Stored entries
--------------------------------
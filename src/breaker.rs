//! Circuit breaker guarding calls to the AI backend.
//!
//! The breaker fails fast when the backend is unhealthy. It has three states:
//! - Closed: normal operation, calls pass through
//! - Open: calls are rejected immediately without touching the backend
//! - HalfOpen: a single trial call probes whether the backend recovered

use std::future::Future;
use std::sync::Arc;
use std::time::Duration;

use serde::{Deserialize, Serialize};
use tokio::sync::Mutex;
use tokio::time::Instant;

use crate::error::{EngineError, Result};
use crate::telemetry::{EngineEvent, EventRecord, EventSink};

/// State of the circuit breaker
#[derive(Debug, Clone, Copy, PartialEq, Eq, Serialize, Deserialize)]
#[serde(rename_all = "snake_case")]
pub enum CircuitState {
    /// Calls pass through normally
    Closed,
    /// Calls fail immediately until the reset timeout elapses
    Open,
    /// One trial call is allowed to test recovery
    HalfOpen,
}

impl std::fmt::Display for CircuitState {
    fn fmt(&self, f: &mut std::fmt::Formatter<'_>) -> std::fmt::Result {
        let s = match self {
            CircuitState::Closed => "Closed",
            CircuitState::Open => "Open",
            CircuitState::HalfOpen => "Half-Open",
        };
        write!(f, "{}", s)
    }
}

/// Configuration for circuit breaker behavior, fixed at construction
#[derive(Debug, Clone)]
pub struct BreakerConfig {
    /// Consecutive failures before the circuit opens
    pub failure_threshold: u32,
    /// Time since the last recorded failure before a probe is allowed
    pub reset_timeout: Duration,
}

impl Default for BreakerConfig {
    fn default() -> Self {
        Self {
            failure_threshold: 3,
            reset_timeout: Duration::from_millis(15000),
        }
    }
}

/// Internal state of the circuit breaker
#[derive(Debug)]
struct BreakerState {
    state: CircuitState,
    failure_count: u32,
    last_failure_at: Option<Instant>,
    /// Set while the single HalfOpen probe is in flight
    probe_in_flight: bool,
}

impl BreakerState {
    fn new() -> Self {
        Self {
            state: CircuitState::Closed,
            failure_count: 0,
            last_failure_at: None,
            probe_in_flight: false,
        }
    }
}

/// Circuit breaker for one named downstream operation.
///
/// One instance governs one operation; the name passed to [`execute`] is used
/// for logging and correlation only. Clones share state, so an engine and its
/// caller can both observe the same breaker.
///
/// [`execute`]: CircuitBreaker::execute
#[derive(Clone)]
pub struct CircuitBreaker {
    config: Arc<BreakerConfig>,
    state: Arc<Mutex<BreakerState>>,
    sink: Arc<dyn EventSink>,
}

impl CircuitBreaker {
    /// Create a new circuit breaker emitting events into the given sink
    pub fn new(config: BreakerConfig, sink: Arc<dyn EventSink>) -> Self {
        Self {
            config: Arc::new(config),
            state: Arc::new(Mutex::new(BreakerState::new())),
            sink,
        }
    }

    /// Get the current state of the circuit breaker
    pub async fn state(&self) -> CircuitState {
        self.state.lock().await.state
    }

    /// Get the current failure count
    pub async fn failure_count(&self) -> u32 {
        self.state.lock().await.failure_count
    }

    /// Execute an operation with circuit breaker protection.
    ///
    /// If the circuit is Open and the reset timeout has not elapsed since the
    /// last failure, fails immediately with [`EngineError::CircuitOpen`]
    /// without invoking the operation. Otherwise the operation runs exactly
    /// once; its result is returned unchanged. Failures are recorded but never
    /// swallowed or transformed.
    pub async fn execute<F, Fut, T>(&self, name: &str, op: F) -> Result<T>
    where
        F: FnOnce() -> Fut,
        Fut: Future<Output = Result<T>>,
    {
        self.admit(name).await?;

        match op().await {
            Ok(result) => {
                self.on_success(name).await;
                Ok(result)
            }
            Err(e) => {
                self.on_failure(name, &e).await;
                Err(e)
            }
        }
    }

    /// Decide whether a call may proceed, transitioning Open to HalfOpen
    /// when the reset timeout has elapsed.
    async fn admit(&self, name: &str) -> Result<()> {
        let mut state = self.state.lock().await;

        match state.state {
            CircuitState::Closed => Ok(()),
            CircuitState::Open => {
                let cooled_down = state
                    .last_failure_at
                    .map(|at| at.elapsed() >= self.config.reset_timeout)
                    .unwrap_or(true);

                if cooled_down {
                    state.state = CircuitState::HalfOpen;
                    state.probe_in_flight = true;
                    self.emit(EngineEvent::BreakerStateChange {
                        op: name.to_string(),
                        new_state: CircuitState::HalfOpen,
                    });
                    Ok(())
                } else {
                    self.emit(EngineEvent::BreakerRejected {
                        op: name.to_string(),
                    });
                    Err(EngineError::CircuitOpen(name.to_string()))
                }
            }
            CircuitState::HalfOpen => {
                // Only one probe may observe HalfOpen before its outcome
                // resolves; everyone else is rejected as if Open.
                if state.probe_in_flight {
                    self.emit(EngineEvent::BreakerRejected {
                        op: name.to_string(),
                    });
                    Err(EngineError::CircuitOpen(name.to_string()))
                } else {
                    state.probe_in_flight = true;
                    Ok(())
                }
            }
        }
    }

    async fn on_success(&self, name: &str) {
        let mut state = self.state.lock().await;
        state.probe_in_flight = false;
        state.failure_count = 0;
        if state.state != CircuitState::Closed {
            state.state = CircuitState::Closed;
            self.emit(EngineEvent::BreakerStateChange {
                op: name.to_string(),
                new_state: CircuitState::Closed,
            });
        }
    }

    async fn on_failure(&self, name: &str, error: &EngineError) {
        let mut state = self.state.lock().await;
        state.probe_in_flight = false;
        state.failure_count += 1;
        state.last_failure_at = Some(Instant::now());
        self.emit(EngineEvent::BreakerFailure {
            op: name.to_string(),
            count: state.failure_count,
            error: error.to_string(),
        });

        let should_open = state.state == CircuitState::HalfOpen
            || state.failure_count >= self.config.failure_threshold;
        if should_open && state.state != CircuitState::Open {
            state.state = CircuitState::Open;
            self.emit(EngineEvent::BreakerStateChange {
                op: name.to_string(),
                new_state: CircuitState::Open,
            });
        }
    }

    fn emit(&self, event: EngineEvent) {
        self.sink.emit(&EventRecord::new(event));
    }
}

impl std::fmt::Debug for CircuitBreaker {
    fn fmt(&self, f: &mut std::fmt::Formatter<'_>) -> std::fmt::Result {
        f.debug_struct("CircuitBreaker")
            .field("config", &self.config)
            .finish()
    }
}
--------------------------------
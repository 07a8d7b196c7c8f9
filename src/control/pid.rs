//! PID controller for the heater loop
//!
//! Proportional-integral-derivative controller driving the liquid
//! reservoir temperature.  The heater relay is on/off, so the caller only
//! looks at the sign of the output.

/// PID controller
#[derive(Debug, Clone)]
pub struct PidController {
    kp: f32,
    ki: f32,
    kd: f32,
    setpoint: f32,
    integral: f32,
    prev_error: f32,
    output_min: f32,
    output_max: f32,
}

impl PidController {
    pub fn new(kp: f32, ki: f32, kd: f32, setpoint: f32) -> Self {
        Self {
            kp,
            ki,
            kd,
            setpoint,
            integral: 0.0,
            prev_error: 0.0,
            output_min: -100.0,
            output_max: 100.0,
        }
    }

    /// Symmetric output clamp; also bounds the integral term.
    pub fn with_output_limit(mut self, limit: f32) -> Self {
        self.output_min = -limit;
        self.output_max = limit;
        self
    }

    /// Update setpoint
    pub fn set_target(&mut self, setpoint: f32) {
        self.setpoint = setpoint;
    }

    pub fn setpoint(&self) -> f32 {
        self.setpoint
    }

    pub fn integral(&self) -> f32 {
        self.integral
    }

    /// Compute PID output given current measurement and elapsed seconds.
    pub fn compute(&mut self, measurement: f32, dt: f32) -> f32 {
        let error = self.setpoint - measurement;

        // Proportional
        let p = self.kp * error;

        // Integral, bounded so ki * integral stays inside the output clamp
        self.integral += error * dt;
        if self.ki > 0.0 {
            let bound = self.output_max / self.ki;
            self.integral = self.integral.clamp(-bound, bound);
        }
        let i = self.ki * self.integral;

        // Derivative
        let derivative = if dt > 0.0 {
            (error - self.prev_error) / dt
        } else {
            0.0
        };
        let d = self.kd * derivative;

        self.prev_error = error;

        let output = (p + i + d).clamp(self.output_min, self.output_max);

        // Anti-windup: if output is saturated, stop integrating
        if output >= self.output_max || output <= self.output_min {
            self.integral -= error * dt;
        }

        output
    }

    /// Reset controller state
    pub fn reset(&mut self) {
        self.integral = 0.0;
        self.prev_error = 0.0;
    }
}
--------------------------------
TASK ▸
Those lines above that contain the string "Future" should be returned.

RESPONSE AREA ▸
use std::future::Future;
        Fut: Future<Output = Result<T>>,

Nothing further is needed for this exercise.